Write out, word for word, the part of the listing below that opens with the line containing "pub(super) fn side_length(self)" and closes with the line containing "let dx = (self.center.x", keeping both of those lines and adding no others.

*** Record set Section Begins ***

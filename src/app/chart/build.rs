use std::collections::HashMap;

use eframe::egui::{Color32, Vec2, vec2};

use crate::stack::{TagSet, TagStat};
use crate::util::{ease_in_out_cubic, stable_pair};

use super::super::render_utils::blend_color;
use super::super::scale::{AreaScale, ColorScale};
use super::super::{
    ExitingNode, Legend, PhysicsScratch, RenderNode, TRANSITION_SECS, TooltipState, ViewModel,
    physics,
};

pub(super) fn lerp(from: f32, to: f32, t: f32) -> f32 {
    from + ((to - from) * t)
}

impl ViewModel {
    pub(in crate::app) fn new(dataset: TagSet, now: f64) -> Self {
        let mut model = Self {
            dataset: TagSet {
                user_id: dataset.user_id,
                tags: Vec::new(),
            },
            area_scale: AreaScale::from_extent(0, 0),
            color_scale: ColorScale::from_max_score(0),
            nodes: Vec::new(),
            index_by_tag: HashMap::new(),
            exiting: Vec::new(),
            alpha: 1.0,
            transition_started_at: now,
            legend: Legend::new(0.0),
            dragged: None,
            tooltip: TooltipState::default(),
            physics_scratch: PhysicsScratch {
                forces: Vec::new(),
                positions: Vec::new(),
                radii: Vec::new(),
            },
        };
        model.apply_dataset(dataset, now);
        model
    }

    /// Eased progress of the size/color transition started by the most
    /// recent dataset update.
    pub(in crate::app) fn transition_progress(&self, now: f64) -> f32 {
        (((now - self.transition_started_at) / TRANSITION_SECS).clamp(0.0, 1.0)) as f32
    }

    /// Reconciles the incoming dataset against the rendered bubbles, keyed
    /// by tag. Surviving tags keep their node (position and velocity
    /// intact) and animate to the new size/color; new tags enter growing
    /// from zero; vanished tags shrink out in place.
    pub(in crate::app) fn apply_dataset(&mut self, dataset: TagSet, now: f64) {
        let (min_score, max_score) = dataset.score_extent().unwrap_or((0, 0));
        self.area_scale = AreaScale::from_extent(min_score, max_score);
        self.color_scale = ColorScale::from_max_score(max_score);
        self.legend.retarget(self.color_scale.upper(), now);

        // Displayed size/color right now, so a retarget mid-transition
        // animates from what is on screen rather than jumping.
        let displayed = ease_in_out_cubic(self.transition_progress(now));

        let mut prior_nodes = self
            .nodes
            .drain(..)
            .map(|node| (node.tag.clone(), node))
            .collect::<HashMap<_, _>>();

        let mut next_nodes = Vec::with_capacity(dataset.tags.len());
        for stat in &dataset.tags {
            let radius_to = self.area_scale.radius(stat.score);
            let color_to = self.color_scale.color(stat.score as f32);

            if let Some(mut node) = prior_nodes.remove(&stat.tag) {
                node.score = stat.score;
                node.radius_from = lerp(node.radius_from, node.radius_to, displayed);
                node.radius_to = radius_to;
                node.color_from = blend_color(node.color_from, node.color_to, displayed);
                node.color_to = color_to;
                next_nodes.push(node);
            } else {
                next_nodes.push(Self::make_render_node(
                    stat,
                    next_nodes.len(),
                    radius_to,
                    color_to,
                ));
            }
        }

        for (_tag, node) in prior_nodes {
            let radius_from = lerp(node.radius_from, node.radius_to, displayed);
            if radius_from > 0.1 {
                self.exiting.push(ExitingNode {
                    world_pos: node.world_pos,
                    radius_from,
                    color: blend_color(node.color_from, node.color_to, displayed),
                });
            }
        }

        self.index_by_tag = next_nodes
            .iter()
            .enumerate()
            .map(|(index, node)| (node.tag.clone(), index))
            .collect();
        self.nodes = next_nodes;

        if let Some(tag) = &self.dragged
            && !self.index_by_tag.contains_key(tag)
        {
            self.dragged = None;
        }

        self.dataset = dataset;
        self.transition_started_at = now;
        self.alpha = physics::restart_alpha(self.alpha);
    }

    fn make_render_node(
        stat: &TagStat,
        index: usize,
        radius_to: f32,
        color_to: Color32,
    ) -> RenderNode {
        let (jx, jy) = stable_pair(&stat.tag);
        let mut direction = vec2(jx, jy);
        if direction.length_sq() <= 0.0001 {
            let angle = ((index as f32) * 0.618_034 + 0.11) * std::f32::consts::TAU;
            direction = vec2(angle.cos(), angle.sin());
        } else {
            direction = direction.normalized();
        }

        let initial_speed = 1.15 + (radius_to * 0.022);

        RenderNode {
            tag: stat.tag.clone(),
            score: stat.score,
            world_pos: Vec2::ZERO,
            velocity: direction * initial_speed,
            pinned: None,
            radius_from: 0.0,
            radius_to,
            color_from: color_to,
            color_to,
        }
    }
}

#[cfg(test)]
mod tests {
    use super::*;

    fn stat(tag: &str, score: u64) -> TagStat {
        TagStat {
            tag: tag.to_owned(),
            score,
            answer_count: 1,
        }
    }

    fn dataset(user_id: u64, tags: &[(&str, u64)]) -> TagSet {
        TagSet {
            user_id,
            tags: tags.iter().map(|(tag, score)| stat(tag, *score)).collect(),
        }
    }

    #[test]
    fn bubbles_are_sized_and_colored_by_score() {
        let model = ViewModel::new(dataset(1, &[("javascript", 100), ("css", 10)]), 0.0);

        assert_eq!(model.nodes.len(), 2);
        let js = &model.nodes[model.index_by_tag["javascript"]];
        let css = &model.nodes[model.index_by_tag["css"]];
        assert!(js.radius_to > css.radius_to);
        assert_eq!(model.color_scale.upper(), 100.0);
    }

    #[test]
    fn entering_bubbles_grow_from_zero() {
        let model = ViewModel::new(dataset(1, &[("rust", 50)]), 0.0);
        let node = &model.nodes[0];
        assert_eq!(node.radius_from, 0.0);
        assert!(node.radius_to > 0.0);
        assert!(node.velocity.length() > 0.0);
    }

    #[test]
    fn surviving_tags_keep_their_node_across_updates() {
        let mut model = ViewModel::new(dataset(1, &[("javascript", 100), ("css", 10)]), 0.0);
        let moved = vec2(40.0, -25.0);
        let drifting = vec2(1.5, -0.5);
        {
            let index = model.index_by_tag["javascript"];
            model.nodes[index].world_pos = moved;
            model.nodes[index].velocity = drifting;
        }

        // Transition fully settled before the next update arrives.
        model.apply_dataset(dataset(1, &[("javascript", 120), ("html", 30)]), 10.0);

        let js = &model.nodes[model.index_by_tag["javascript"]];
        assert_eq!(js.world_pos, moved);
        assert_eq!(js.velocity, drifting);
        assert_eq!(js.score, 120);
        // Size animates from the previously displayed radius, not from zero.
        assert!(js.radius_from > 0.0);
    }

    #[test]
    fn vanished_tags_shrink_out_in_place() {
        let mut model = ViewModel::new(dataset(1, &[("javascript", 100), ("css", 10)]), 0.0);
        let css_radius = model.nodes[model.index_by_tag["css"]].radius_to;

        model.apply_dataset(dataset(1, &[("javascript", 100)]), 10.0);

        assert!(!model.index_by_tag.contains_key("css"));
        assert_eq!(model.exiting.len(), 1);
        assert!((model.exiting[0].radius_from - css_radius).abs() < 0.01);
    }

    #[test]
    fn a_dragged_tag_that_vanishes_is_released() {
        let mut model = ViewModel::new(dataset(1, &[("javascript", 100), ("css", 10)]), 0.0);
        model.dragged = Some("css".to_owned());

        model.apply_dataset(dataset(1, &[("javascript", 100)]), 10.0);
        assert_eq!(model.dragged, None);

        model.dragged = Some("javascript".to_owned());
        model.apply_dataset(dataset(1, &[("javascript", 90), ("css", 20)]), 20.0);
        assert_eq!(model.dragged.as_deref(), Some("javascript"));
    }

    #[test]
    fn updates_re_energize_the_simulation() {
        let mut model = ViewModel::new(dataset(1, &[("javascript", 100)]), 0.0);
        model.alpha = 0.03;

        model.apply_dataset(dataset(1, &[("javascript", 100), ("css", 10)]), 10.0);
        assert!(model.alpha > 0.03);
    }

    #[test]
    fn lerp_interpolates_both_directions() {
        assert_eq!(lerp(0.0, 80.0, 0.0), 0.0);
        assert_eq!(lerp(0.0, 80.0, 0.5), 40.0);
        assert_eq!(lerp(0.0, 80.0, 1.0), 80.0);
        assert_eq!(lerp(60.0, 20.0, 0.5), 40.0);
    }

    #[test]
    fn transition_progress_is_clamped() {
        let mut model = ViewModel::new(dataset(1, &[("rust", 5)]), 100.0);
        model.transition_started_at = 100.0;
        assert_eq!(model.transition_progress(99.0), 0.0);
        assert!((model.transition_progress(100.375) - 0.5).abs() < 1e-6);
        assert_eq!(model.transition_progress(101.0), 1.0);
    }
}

*** Record set Section Ends ***
*** Record set Section Begins ***

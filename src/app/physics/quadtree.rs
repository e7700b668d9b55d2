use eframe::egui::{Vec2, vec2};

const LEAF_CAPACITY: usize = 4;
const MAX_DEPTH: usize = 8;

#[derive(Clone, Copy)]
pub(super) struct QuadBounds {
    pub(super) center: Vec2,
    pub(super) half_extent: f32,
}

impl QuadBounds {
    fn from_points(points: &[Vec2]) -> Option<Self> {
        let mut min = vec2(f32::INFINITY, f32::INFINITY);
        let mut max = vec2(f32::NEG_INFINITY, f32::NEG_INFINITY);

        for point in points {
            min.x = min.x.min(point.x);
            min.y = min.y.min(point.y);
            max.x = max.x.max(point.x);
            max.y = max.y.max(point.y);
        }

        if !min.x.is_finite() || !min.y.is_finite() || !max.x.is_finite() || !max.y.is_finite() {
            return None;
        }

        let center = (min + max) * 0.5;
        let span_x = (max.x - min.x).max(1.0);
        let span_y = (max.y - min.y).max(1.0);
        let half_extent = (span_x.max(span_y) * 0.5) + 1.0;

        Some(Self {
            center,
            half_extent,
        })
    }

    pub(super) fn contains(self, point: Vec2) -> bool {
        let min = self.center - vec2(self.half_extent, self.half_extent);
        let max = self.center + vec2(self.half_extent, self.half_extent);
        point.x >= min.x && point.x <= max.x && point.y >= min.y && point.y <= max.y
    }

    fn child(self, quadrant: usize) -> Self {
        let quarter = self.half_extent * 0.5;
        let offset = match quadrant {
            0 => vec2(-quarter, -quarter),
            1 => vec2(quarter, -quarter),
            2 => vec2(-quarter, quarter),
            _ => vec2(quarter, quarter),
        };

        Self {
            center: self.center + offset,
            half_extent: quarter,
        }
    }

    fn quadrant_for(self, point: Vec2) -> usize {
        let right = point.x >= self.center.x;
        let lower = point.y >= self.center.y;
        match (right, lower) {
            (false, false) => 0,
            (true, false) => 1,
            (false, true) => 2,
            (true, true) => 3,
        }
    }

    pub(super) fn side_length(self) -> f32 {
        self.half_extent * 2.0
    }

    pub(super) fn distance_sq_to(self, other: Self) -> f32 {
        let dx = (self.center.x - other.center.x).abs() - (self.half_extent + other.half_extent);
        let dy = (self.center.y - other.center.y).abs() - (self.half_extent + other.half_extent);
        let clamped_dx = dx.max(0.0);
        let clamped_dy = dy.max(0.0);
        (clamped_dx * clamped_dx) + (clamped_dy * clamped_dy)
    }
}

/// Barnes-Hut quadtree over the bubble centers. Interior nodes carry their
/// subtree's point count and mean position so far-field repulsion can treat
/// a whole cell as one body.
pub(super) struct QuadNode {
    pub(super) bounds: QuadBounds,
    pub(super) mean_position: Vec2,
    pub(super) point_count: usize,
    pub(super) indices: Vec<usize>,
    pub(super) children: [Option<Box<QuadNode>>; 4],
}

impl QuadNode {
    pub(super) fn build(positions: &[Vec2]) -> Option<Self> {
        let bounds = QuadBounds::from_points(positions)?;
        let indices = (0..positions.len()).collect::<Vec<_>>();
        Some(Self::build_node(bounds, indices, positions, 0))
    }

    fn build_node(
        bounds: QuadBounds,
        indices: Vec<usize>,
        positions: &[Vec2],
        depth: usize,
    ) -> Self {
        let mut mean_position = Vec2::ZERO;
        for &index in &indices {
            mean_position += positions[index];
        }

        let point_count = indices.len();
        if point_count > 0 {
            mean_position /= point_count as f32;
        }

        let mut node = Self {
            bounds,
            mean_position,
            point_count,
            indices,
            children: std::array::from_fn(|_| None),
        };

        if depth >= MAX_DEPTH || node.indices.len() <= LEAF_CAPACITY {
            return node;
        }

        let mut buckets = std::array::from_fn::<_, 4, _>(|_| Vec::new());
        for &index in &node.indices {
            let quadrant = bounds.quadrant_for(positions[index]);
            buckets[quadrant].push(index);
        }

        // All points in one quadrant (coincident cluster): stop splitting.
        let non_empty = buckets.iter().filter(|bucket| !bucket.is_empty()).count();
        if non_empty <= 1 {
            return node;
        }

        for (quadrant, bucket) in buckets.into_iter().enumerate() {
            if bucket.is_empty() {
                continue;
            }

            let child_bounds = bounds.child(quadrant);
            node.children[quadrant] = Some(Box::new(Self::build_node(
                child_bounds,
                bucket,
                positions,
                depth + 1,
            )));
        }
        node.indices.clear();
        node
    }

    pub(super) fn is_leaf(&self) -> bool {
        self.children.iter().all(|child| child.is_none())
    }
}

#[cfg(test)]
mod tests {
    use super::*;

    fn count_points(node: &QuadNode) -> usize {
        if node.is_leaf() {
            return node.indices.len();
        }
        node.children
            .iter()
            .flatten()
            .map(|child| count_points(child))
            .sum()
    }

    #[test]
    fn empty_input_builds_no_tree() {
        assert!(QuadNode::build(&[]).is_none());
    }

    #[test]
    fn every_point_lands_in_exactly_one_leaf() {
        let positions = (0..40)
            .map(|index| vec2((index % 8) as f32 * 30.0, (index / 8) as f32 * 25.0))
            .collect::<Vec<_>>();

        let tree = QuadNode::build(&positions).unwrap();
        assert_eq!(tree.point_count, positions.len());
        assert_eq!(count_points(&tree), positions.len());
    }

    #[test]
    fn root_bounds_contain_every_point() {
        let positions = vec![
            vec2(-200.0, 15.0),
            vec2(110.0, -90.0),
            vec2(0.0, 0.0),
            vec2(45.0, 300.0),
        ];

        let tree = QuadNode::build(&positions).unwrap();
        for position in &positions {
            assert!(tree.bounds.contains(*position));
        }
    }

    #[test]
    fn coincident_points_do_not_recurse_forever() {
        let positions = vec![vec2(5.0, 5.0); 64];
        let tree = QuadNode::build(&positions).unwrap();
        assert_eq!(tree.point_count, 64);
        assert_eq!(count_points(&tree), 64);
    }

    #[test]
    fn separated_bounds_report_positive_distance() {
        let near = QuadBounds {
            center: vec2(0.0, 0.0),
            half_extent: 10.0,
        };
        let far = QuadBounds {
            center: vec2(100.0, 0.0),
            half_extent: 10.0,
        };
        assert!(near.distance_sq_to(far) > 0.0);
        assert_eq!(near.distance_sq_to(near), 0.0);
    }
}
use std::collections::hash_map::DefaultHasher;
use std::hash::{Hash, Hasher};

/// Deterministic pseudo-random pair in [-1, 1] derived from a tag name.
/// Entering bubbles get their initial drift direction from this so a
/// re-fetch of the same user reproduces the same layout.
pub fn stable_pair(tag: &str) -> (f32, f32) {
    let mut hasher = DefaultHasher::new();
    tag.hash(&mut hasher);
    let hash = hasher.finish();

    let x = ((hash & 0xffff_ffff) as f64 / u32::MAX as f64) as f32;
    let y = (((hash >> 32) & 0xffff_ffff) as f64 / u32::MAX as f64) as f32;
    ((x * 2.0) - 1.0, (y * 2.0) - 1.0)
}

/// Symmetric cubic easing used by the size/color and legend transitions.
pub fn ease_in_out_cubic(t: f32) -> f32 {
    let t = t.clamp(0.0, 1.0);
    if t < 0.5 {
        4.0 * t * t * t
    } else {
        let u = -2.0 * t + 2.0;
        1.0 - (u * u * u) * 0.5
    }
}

*** Record set Section Ends ***
*** Record set Section Begins ***

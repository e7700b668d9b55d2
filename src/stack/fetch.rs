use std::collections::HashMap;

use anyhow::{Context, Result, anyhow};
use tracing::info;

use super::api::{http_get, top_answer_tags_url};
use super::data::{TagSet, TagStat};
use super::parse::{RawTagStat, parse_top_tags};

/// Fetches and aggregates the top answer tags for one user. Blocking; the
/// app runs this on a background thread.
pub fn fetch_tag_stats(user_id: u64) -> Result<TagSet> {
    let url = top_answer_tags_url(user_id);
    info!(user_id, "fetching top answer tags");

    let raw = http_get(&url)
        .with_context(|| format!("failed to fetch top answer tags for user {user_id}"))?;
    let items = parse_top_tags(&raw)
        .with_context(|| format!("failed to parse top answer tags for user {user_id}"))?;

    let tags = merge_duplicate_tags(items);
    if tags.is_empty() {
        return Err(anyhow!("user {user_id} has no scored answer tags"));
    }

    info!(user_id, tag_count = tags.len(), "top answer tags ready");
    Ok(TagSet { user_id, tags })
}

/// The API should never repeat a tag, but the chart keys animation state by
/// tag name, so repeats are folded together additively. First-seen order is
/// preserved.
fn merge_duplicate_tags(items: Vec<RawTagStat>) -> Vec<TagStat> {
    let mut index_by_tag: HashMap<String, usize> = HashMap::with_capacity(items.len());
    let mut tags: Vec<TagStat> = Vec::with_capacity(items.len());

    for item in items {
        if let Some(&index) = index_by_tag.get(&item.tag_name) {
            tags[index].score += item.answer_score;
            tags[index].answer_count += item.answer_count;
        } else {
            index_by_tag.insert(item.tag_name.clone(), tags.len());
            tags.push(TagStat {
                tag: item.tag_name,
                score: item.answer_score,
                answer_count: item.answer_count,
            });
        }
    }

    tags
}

*** Record set Section Ends ***

# Written reply
    pub(super) fn side_length(self) -> f32 {
        self.half_extent * 2.0
    }

    pub(super) fn distance_sq_to(self, other: Self) -> f32 {
        let dx = (self.center.x - other.center.x).abs() - (self.half_extent + other.half_extent);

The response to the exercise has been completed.